L'action en déclaration d'hypothèque est-elle abrogée par le Code civil? (Rés. nég.)

Toutefois cette action est-elle non recevable, lorsqu'elle est réunie à l'action personnelle contre un tiers détenteur qui n'est pas obligé personnellement à la dette? (Rés. aff.)

LA DAME IMBERT DE BOUVILLE, C. LA DAME DE
RICHELIEU.

L'action en déclaration d'hypothèque est celle par laquelle on conclut contre un tiers détenteur à ce qu'il soit tenu de reconnaître et avouer l'hypothèque dont est grevé l'immeuble par lui acquis.

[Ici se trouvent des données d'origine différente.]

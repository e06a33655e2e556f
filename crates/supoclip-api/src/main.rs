//! Axum API server binary.

use std::net::SocketAddr;

use tracing::{error, info};
use tracing_subscriber::{fmt, prelude::*, EnvFilter};

use supoclip_api::{create_router, metrics, ApiConfig, AppState};

#[tokio::main]
async fn main() {
    dotenvy::dotenv().ok();

    // Install rustls crypto provider (required for rustls 0.23+)
    rustls::crypto::ring::default_provider()
        .install_default()
        .expect("Failed to install rustls crypto provider");

    // Colored output for dev, JSON for production
    let use_json = std::env::var("LOG_FORMAT")
        .map(|v| v.to_lowercase() == "json")
        .unwrap_or(false);

    let env_filter = EnvFilter::from_default_env()
        .add_directive("supoclip_api=info".parse().unwrap())
        .add_directive("supoclip_store=info".parse().unwrap());

    if use_json {
        tracing_subscriber::registry()
            .with(fmt::layer().json())
            .with(env_filter)
            .init();
    } else {
        tracing_subscriber::registry()
            .with(
                fmt::layer()
                    .with_ansi(true)
                    .with_target(true)
                    .with_thread_ids(false)
                    .with_file(false)
                    .with_line_number(false),
            )
            .with(env_filter)
            .init();
    }

    info!("Starting supoclip-api");

    let config = ApiConfig::from_env();
    info!("API config: host={}, port={}", config.host, config.port);

    for dir in [&config.upload_dir, &config.clips_dir] {
        if let Err(e) = tokio::fs::create_dir_all(dir).await {
            error!("Failed to create {}: {}", dir.display(), e);
            std::process::exit(1);
        }
    }

    let state = match AppState::new(config.clone()).await {
        Ok(s) => s,
        Err(e) => {
            error!("Failed to create application state: {}", e);
            std::process::exit(1);
        }
    };

    let metrics_enabled = std::env::var("METRICS_ENABLED")
        .map(|v| v == "true" || v == "1")
        .unwrap_or(true);

    let metrics_handle = if metrics_enabled {
        match metrics::init_metrics() {
            Ok(handle) => {
                info!("Prometheus metrics enabled at /metrics");
                Some(handle)
            }
            Err(e) => {
                error!("Failed to install metrics recorder: {}", e);
                None
            }
        }
    } else {
        None
    };

    let app = create_router(state, metrics_handle);

    let addr: SocketAddr = match format!("{}:{}", config.host, config.port).parse() {
        Ok(addr) => addr,
        Err(e) => {
            error!("Invalid bind address {}:{}: {}", config.host, config.port, e);
            std::process::exit(1);
        }
    };

    let listener = match tokio::net::TcpListener::bind(addr).await {
        Ok(listener) => listener,
        Err(e) => {
            error!("Failed to bind {}: {}", addr, e);
            std::process::exit(1);
        }
    };
    info!("Listening on {}", addr);

    if let Err(e) = axum::serve(
        listener,
        app.into_make_service_with_connect_info::<SocketAddr>(),
    )
    .with_graceful_shutdown(shutdown_signal())
    .await
    {
        error!("Server error: {}", e);
        std::process::exit(1);
    }

    info!("Server shutdown complete");
}

async fn shutdown_signal() {
    if let Err(e) = tokio::signal::ctrl_c().await {
        error!("Failed to listen for shutdown signal: {}", e);
        std::future::pending::<()>().await;
    }
    info!("Received shutdown signal");
}
//! Job payloads carried on the stream.

use chrono::{DateTime, Utc};
use serde::{Deserialize, Serialize};
use supoclip_models::{TaskId, UserId};

/// Run (or resume) the pipeline for one task.
///
/// The task record holds everything the worker needs; the job only names it.
#[derive(Debug, Clone, PartialEq, Eq, Serialize, Deserialize)]
pub struct ProcessTaskJob {
    pub task_id: TaskId,
    pub user_id: UserId,
    pub enqueued_at: DateTime<Utc>,
}

impl ProcessTaskJob {
    pub fn new(task_id: TaskId, user_id: UserId) -> Self {
        Self {
            task_id,
            user_id,
            enqueued_at: Utc::now(),
        }
    }

    /// Generate idempotency key for deduplication.
    pub fn idempotency_key(&self) -> String {
        format!("process:{}", self.task_id)
    }
}
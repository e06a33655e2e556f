//! FFmpeg progress parsing.

use serde::{Deserialize, Serialize};

/// Progress information from FFmpeg.
#[derive(Debug, Clone, Default, Serialize, Deserialize)]
pub struct FfmpegProgress {
    /// Current frame number
    pub frame: u64,
    /// Current FPS
    pub fps: f64,
    /// Output time in milliseconds
    pub out_time_ms: i64,
    /// Output time as string (HH:MM:SS.microseconds)
    pub out_time: String,
    /// Encoding speed (e.g., 1.5 = 1.5x realtime)
    pub speed: f64,
    /// Whether encoding is complete
    pub is_complete: bool,
}

impl FfmpegProgress {
    /// Fraction of `total_secs` encoded so far, in `[0, 1]`.
    pub fn fraction(&self, total_secs: f64) -> f64 {
        if total_secs <= 0.0 {
            return 0.0;
        }
        if self.is_complete {
            return 1.0;
        }
        (self.out_time_ms as f64 / 1000.0 / total_secs).clamp(0.0, 1.0)
    }
}
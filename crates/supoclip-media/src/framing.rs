//! Face-aware 9:16 framing.
//!
//! A few frames are sampled from the clip range and run through a
//! [`FaceDetector`]. The crop window is centred on the largest face found in
//! any sample; without a face it falls back to a centre crop.

use std::path::Path;
use std::time::Duration;

use async_trait::async_trait;
use tracing::{debug, info, warn};

use crate::command::{FfmpegCommand, FfmpegRunner};
use crate::error::MediaResult;
use crate::probe::probe_video;

/// Clips longer than this are sampled at start, middle and end.
const MULTI_SAMPLE_MIN_SECS: f64 = 3.0;

/// Distance of the first and last sample from the range edges.
const SAMPLE_EDGE_OFFSET_SECS: f64 = 0.5;

const FRAME_TIMEOUT: Duration = Duration::from_secs(30);

/// Face bounding box in source pixels.
#[derive(Debug, Clone, Copy, PartialEq, Eq)]
pub struct FaceBox {
    pub x: u32,
    pub y: u32,
    pub width: u32,
    pub height: u32,
}

impl FaceBox {
    pub fn area(&self) -> u64 {
        u64::from(self.width) * u64::from(self.height)
    }

    pub fn center(&self) -> (u32, u32) {
        (self.x + self.width / 2, self.y + self.height / 2)
    }
}

/// Portrait crop rectangle in source pixels.
#[derive(Debug, Clone, Copy, PartialEq, Eq)]
pub struct CropWindow {
    pub x: u32,
    pub y: u32,
    pub width: u32,
    pub height: u32,
}

impl CropWindow {
    /// Largest 9:16 window that fits a `frame_width` x `frame_height` frame.
    pub fn portrait_size(frame_width: u32, frame_height: u32) -> (u32, u32) {
        let (w, h) = (u64::from(frame_width), u64::from(frame_height));
        // w / h > 9 / 16 means the frame is wider than portrait
        if w * 16 > h * 9 {
            ((h * 9 / 16) as u32, frame_height)
        } else {
            (frame_width, (w * 16 / 9) as u32)
        }
    }

    /// Window in the middle of the frame.
    pub fn centered(frame_width: u32, frame_height: u32) -> Self {
        let (width, height) = Self::portrait_size(frame_width, frame_height);
        Self {
            x: (frame_width - width) / 2,
            y: (frame_height - height) / 2,
            width,
            height,
        }
    }

    /// Window centred on `focus`, shifted back inside the frame.
    pub fn around(frame_width: u32, frame_height: u32, focus: (u32, u32)) -> Self {
        let (width, height) = Self::portrait_size(frame_width, frame_height);
        Self {
            x: focus.0.saturating_sub(width / 2).min(frame_width - width),
            y: focus.1.saturating_sub(height / 2).min(frame_height - height),
            width,
            height,
        }
    }

    /// FFmpeg `crop` filter for this window.
    pub fn filter(&self) -> String {
        format!("crop={}:{}:{}:{}", self.width, self.height, self.x, self.y)
    }
}

/// Finds faces in a still frame.
#[async_trait]
pub trait FaceDetector: Send + Sync {
    async fn detect(&self, frame: &Path) -> MediaResult<Vec<FaceBox>>;
}

/// Times at which to sample `[start, end]` for faces.
pub fn sample_times(start: f64, end: f64) -> Vec<f64> {
    let duration = end - start;
    if duration > MULTI_SAMPLE_MIN_SECS {
        vec![
            start + SAMPLE_EDGE_OFFSET_SECS,
            start + duration / 2.0,
            end - SAMPLE_EDGE_OFFSET_SECS,
        ]
    } else {
        vec![start + duration / 2.0]
    }
}

/// Crop centred on the largest face across all samples.
pub fn choose_crop(frame_width: u32, frame_height: u32, samples: &[Vec<FaceBox>]) -> CropWindow {
    let largest = samples
        .iter()
        .flatten()
        .filter(|face| face.width > 0 && face.height > 0)
        .max_by_key(|face| face.area());

    match largest {
        Some(face) => CropWindow::around(frame_width, frame_height, face.center()),
        None => CropWindow::centered(frame_width, frame_height),
    }
}

/// Decide the crop for `input` over `[start, end]`.
///
/// Sampled frames are written to `scratch_dir` and removed again. A frame
/// that cannot be extracted or analysed is skipped.
pub async fn plan_crop(
    input: &Path,
    start: f64,
    end: f64,
    scratch_dir: &Path,
    detector: &dyn FaceDetector,
) -> MediaResult<CropWindow> {
    let info = probe_video(input).await?;
    tokio::fs::create_dir_all(scratch_dir).await?;

    let runner = FfmpegRunner::new()
        .with_timeout(FRAME_TIMEOUT)
        .with_label("sample_frame");

    let mut samples = Vec::new();
    for (i, at) in sample_times(start, end).into_iter().enumerate() {
        let frame = scratch_dir.join(format!("frame_{}.png", i));
        let cmd = FfmpegCommand::new(input, &frame)
            .seek(at)
            .output_args(["-frames:v", "1"]);
        if let Err(e) = runner.run(&cmd).await {
            warn!(at = at, error = %e, "Could not extract frame for face detection");
            continue;
        }
        match detector.detect(&frame).await {
            Ok(faces) => {
                debug!(at = at, faces = faces.len(), "Sampled frame");
                samples.push(faces);
            }
            Err(e) => warn!(at = at, error = %e, "Face detection failed on frame"),
        }
    }

    if let Err(e) = tokio::fs::remove_dir_all(scratch_dir).await {
        debug!(dir = %scratch_dir.display(), "Failed to remove sampled frames: {}", e);
    }

    let crop = choose_crop(info.width, info.height, &samples);
    let found = samples.iter().any(|faces| !faces.is_empty());
    info!(
        face_found = found,
        crop = %crop.filter(),
        "Planned clip framing"
    );
    Ok(crop)
}

/// OpenCV Haar cascade detector.
#[cfg(feature = "opencv")]
pub struct HaarCascadeDetector {
    cascade: std::path::PathBuf,
}

#[cfg(feature = "opencv")]
impl HaarCascadeDetector {
    /// `cascade` is a frontal-face cascade XML, e.g.
    /// `haarcascade_frontalface_default.xml`.
    pub fn new(cascade: impl Into<std::path::PathBuf>) -> MediaResult<Self> {
        let cascade = cascade.into();
        if !cascade.exists() {
            return Err(crate::error::MediaError::FileNotFound(cascade));
        }
        Ok(Self { cascade })
    }
}

#[cfg(feature = "opencv")]
#[async_trait]
impl FaceDetector for HaarCascadeDetector {
    async fn detect(&self, frame: &Path) -> MediaResult<Vec<FaceBox>> {
        let cascade = self.cascade.clone();
        let frame = frame.to_path_buf();
        tokio::task::spawn_blocking(move || haar::detect(&cascade, &frame))
            .await
            .map_err(|e| crate::error::MediaError::detection_failed(e.to_string()))?
    }
}

#[cfg(feature = "opencv")]
mod haar {
    use std::path::Path;

    use opencv::core::{Rect, Size, Vector};
    use opencv::prelude::*;
    use opencv::{imgcodecs, objdetect};

    use super::FaceBox;
    use crate::error::{MediaError, MediaResult};

    const SCALE_FACTOR: f64 = 1.1;
    const MIN_NEIGHBORS: i32 = 5;
    const MIN_FACE_PX: i32 = 50;

    pub(super) fn detect(cascade: &Path, frame: &Path) -> MediaResult<Vec<FaceBox>> {
        let to_err = |e: opencv::Error| MediaError::detection_failed(e.to_string());

        let mut classifier =
            objdetect::CascadeClassifier::new(&cascade.to_string_lossy()).map_err(to_err)?;
        let image = imgcodecs::imread(&frame.to_string_lossy(), imgcodecs::IMREAD_GRAYSCALE)
            .map_err(to_err)?;
        if image.empty() {
            return Err(MediaError::detection_failed(format!(
                "unreadable frame {}",
                frame.display()
            )));
        }

        let mut faces = Vector::<Rect>::new();
        classifier
            .detect_multi_scale(
                &image,
                &mut faces,
                SCALE_FACTOR,
                MIN_NEIGHBORS,
                0,
                Size::new(MIN_FACE_PX, MIN_FACE_PX),
                Size::new(0, 0),
            )
            .map_err(to_err)?;

        Ok(faces
            .iter()
            .map(|r| FaceBox {
                x: r.x.max(0) as u32,
                y: r.y.max(0) as u32,
                width: r.width.max(0) as u32,
                height: r.height.max(0) as u32,
            })
            .collect())
    }
}
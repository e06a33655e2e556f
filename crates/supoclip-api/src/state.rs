//! Application state.

use std::sync::Arc;

use supoclip_media::FontCatalog;
use supoclip_models::DEFAULT_FONT_FAMILY;
use supoclip_queue::{JobQueue, TaskDispatcher};
use supoclip_store::{connect_store, StoreConfig, TaskManager};

use crate::config::ApiConfig;

/// Shared application state.
#[derive(Clone)]
pub struct AppState {
    pub config: ApiConfig,
    pub tasks: Arc<TaskManager>,
    pub dispatcher: Arc<dyn TaskDispatcher>,
    pub fonts: FontCatalog,
}

impl AppState {
    /// Connect the store and queue configured in the environment.
    pub async fn new(config: ApiConfig) -> Result<Self, Box<dyn std::error::Error>> {
        let store = connect_store(&StoreConfig::from_env()).await?;
        let queue = JobQueue::from_env()?;
        queue.init().await?;

        Ok(Self::from_parts(config, Arc::new(TaskManager::new(store)), Arc::new(queue)))
    }

    /// Assemble state from already constructed services.
    pub fn from_parts(
        config: ApiConfig,
        tasks: Arc<TaskManager>,
        dispatcher: Arc<dyn TaskDispatcher>,
    ) -> Self {
        let fonts = FontCatalog::new(config.fonts_dir.clone(), DEFAULT_FONT_FAMILY);
        Self {
            config,
            tasks,
            dispatcher,
            fonts,
        }
    }
}
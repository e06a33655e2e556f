//! Processing lease for a task.
//!
//! Queue redelivery and pending-entry claims can hand the same task to two
//! workers. Only the worker holding the lease runs the pipeline.

use std::sync::atomic::{AtomicBool, Ordering};
use std::sync::Arc;
use std::time::Duration;

use tokio::task::JoinHandle;
use tracing::{debug, warn};
use uuid::Uuid;

use supoclip_models::TaskId;

use crate::error::StoreResult;
use crate::store::TaskStore;

/// Exclusive right to run one task, renewed in the background.
///
/// Renewal happens every third of the TTL. Once a renewal is refused,
/// [`TaskLease::is_lost`] turns true and the holder must stop writing.
pub struct TaskLease {
    store: Arc<dyn TaskStore>,
    task_id: TaskId,
    holder: String,
    lost: Arc<AtomicBool>,
    renewal: JoinHandle<()>,
}

impl TaskLease {
    /// Take the lease, or `None` while another worker holds it.
    pub async fn acquire(
        store: Arc<dyn TaskStore>,
        task_id: &TaskId,
        ttl: Duration,
    ) -> StoreResult<Option<Self>> {
        let holder = format!("worker:{}", Uuid::new_v4());
        if !store.acquire_lease(task_id, &holder, ttl).await? {
            debug!(task_id = %task_id, "Task lease held by another worker");
            return Ok(None);
        }

        let lost = Arc::new(AtomicBool::new(false));
        let renewal = tokio::spawn(renew(
            store.clone(),
            task_id.clone(),
            holder.clone(),
            ttl,
            lost.clone(),
        ));
        debug!(task_id = %task_id, holder = %holder, "Task lease acquired");

        Ok(Some(Self {
            store,
            task_id: task_id.clone(),
            holder,
            lost,
            renewal,
        }))
    }

    pub fn holder(&self) -> &str {
        &self.holder
    }

    pub fn is_lost(&self) -> bool {
        self.lost.load(Ordering::Acquire)
    }

    /// Stop renewing and give the lease back.
    pub async fn release(self) {
        self.renewal.abort();
        if let Err(e) = self.store.release_lease(&self.task_id, &self.holder).await {
            // Expires on its own after the TTL
            warn!(task_id = %self.task_id, error = %e, "Failed to release task lease");
        }
    }
}

impl Drop for TaskLease {
    fn drop(&mut self) {
        self.renewal.abort();
    }
}

async fn renew(
    store: Arc<dyn TaskStore>,
    task_id: TaskId,
    holder: String,
    ttl: Duration,
    lost: Arc<AtomicBool>,
) {
    let mut ticker = tokio::time::interval((ttl / 3).max(Duration::from_millis(10)));
    // First tick completes immediately
    ticker.tick().await;
    loop {
        ticker.tick().await;
        match store.renew_lease(&task_id, &holder, ttl).await {
            Ok(true) => {}
            Ok(false) => {
                lost.store(true, Ordering::Release);
                warn!(task_id = %task_id, "Task lease lost to another worker");
                return;
            }
            Err(e) => warn!(task_id = %task_id, error = %e, "Task lease renewal failed"),
        }
    }
}

#[cfg(test)]
mod tests {
    use super::*;
    use crate::memory::MemoryTaskStore;

    fn store() -> Arc<dyn TaskStore> {
        Arc::new(MemoryTaskStore::new())
    }

    #[tokio::test]
    async fn test_second_acquire_is_refused() {
        let store = store();
        let id = TaskId::from_string("t-1");
        let ttl = Duration::from_secs(30);

        let first = TaskLease::acquire(store.clone(), &id, ttl).await.unwrap();
        assert!(first.is_some());
        assert!(TaskLease::acquire(store.clone(), &id, ttl).await.unwrap().is_none());

        first.unwrap().release().await;
        assert!(TaskLease::acquire(store, &id, ttl).await.unwrap().is_some());
    }

    #[tokio::test]
    async fn test_renewal_outlives_ttl() {
        let store = store();
        let id = TaskId::from_string("t-2");
        let ttl = Duration::from_millis(60);

        let lease = TaskLease::acquire(store.clone(), &id, ttl).await.unwrap().unwrap();
        tokio::time::sleep(Duration::from_millis(200)).await;

        assert!(!lease.is_lost());
        assert!(!store.acquire_lease(&id, "worker:other", ttl).await.unwrap());
        lease.release().await;
    }

    #[tokio::test]
    async fn test_takeover_marks_lease_lost() {
        let store = store();
        let id = TaskId::from_string("t-3");
        let ttl = Duration::from_millis(60);

        let lease = TaskLease::acquire(store.clone(), &id, ttl).await.unwrap().unwrap();
        store.release_lease(&id, lease.holder()).await.unwrap();
        assert!(store
            .acquire_lease(&id, "worker:other", Duration::from_secs(30))
            .await
            .unwrap());

        tokio::time::sleep(Duration::from_millis(80)).await;
        assert!(lease.is_lost());

        // Releasing a lost lease leaves the new holder alone
        lease.release().await;
        assert!(!store
            .acquire_lease(&id, "worker:third", Duration::from_secs(30))
            .await
            .unwrap());
    }
}
//! Audio extraction for speech recognition.

use std::path::Path;
use std::time::Duration;
use tracing::debug;

use crate::command::{FfmpegCommand, FfmpegRunner};
use crate::error::MediaResult;

/// Sample rate expected by speech recognizers.
pub const SPEECH_SAMPLE_RATE: u32 = 16_000;

/// Extract a mono 16 kHz MP3 track from `input` into `output`.
pub async fn extract_audio(
    input: impl AsRef<Path>,
    output: impl AsRef<Path>,
    timeout: Duration,
) -> MediaResult<()> {
    let cmd = audio_command(input.as_ref(), output.as_ref());
    debug!(output = %output.as_ref().display(), "Extracting audio track");
    FfmpegRunner::new()
        .with_timeout(timeout)
        .with_label("extract_audio")
        .run(&cmd)
        .await
}

fn audio_command(input: &Path, output: &Path) -> FfmpegCommand {
    FfmpegCommand::new(input, output)
        .no_video()
        .mono_audio(SPEECH_SAMPLE_RATE)
        .audio_codec("libmp3lame")
        .audio_bitrate("64k")
}
//! Progress notifier.
//!
//! Every persisted transition is turned into a [`ProgressSnapshot`]. Clients
//! poll [`ProgressNotifier::snapshot`]; in-process observers may subscribe to
//! the broadcast feed instead.

use std::sync::Arc;

use tokio::sync::broadcast;
use tracing::debug;

use supoclip_models::{ProgressSnapshot, Task, TaskId, UserId};

use crate::error::{StoreError, StoreResult};
use crate::store::TaskStore;

const EVENT_BUFFER: usize = 256;

#[derive(Clone)]
pub struct ProgressNotifier {
    store: Arc<dyn TaskStore>,
    events: broadcast::Sender<ProgressSnapshot>,
}

impl ProgressNotifier {
    pub fn new(store: Arc<dyn TaskStore>) -> Self {
        let (events, _) = broadcast::channel(EVENT_BUFFER);
        Self { store, events }
    }

    /// Current `{step, message, percentage}` of a task owned by `user_id`.
    pub async fn snapshot(&self, task_id: &TaskId, user_id: &UserId) -> StoreResult<ProgressSnapshot> {
        let task = self
            .store
            .get_task(task_id)
            .await?
            .ok_or_else(|| StoreError::NotFound(task_id.clone()))?;
        if !task.is_owned_by(user_id) {
            return Err(StoreError::Forbidden(task_id.clone()));
        }
        Ok(ProgressSnapshot::from_task(&task))
    }

    /// Feed of snapshots for every transition made through this process.
    pub fn subscribe(&self) -> broadcast::Receiver<ProgressSnapshot> {
        self.events.subscribe()
    }

    /// Announce a persisted transition.
    pub(crate) fn publish(&self, task: &Task) {
        let snapshot = ProgressSnapshot::from_task(task);
        debug!(
            task_id = %snapshot.task_id,
            step = %snapshot.step,
            percentage = snapshot.percentage,
            "{}",
            snapshot.message
        );
        // No receivers is fine
        let _ = self.events.send(snapshot);
    }
}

On ne voit pas pourquoi certains jurisconsultes ont prétendu que cette action était abolie par le Code civil, qui n'en parle point. Elle est souvent utile et quelquefois nécessaire. En cas de partage, par exemple, le lot de mon cohéritier est grevé à mon profit d'une hypothèque privilégiée pour la garantie ; il vend un des immeubles qui composent ce lot: le tiers détenteur peut prescrire contre moi, si je ne l'en empêche par la demande en déclaration d'hypothèque. Faites inscrire, me dit-on; mais l'inscription n'interrompt point la prescription. Lc Code, ajoute-t-on, ne vous permet que d'exproprier; mais mon action n'est point ouverte, et le Code ne me défend pas de conserver mon droit.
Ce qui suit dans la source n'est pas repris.